• _Task to carry out_
If a line in the listing below contains "struct", return that line.

──────── Given records

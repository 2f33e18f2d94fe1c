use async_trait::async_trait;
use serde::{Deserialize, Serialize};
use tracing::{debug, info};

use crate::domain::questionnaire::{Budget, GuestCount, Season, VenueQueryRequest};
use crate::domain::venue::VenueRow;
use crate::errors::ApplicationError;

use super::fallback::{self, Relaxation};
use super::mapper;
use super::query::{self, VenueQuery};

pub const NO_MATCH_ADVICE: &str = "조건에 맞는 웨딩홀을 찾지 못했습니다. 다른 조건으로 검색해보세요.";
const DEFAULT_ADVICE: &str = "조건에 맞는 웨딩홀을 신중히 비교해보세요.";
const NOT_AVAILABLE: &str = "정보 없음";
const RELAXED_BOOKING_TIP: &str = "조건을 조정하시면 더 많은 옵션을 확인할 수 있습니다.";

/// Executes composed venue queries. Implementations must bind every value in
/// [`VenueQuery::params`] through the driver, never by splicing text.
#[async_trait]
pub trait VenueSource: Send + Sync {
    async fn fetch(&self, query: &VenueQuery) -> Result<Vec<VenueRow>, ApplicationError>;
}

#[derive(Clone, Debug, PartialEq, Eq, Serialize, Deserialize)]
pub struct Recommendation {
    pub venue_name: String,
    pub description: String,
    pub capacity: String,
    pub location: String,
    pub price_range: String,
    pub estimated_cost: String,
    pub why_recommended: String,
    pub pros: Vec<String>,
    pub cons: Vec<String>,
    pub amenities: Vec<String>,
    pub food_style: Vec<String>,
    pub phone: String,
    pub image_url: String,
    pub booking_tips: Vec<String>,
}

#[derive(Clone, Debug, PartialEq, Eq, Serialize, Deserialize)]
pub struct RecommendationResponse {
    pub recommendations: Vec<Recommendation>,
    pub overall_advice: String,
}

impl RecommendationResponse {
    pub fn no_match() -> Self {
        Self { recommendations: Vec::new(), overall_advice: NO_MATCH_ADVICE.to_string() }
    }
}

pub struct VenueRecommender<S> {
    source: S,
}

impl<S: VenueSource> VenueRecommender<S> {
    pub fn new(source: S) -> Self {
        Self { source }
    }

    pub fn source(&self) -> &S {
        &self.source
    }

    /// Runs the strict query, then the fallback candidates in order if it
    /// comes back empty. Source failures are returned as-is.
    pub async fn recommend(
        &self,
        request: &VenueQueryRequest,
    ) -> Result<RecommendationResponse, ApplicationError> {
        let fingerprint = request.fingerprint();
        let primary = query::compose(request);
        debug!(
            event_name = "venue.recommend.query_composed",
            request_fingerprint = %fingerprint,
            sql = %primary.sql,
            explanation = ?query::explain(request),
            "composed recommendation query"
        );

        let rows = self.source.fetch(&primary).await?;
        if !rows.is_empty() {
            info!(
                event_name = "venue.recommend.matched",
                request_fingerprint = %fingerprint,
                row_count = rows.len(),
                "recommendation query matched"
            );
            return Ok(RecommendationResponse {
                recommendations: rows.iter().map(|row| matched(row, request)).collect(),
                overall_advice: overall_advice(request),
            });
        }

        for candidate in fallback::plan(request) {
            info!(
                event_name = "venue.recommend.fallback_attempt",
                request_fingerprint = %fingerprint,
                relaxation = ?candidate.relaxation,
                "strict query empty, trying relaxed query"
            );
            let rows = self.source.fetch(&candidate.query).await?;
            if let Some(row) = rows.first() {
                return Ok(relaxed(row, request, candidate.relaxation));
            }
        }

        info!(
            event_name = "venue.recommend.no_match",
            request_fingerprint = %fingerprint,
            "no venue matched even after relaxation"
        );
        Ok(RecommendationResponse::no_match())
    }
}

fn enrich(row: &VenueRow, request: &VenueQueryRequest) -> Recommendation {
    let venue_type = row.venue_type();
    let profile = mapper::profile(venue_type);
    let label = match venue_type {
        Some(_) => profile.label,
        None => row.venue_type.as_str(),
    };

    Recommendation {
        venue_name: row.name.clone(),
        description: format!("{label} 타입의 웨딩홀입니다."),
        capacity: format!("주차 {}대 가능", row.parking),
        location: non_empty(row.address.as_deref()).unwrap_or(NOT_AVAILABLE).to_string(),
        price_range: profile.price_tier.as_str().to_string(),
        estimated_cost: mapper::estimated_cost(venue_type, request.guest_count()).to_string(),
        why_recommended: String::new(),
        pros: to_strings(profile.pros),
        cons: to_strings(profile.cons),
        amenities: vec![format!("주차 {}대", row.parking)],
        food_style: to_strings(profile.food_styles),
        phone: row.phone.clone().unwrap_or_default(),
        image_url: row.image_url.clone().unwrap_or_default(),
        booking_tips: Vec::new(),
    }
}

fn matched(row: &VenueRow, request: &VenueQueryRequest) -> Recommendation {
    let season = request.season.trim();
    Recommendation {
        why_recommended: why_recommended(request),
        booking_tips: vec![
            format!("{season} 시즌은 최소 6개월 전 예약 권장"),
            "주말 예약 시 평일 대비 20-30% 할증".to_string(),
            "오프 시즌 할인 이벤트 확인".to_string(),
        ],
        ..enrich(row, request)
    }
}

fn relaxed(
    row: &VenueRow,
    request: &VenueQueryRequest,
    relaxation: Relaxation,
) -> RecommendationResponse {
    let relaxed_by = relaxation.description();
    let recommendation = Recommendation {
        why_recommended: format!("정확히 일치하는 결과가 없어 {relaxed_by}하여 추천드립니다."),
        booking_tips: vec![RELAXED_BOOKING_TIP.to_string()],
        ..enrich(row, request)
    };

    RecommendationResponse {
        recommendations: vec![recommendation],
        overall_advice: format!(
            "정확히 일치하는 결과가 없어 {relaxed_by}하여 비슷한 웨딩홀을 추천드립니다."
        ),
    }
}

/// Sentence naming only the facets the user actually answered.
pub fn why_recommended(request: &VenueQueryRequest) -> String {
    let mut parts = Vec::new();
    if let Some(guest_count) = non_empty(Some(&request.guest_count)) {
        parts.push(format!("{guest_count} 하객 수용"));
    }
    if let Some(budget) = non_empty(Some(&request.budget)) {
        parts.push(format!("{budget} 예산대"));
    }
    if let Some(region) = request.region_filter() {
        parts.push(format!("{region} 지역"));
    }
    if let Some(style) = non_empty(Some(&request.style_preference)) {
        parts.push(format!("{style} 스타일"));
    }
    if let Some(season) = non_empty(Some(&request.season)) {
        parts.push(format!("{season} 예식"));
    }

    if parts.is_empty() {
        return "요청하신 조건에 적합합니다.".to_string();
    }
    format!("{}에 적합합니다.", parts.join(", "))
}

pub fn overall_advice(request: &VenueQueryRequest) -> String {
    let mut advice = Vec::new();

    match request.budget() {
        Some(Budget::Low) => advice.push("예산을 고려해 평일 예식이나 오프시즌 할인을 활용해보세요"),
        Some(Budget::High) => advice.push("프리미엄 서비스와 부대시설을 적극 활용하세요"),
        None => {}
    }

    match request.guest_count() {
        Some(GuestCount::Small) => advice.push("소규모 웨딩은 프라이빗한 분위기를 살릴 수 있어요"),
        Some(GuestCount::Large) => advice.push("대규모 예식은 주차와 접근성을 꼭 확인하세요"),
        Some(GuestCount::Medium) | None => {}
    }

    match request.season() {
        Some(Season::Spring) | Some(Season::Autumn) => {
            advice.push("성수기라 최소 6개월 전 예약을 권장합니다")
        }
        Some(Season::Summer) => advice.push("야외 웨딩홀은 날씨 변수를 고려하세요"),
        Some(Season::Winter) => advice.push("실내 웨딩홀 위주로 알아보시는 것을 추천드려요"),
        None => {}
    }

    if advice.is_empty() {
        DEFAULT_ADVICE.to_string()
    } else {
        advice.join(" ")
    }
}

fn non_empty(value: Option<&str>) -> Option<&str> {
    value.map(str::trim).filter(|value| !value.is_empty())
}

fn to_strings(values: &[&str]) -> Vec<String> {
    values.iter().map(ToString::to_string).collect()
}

────────────────

• _Final answer_
pub struct Recommendation {
pub struct RecommendationResponse {
pub struct VenueRecommender<S> {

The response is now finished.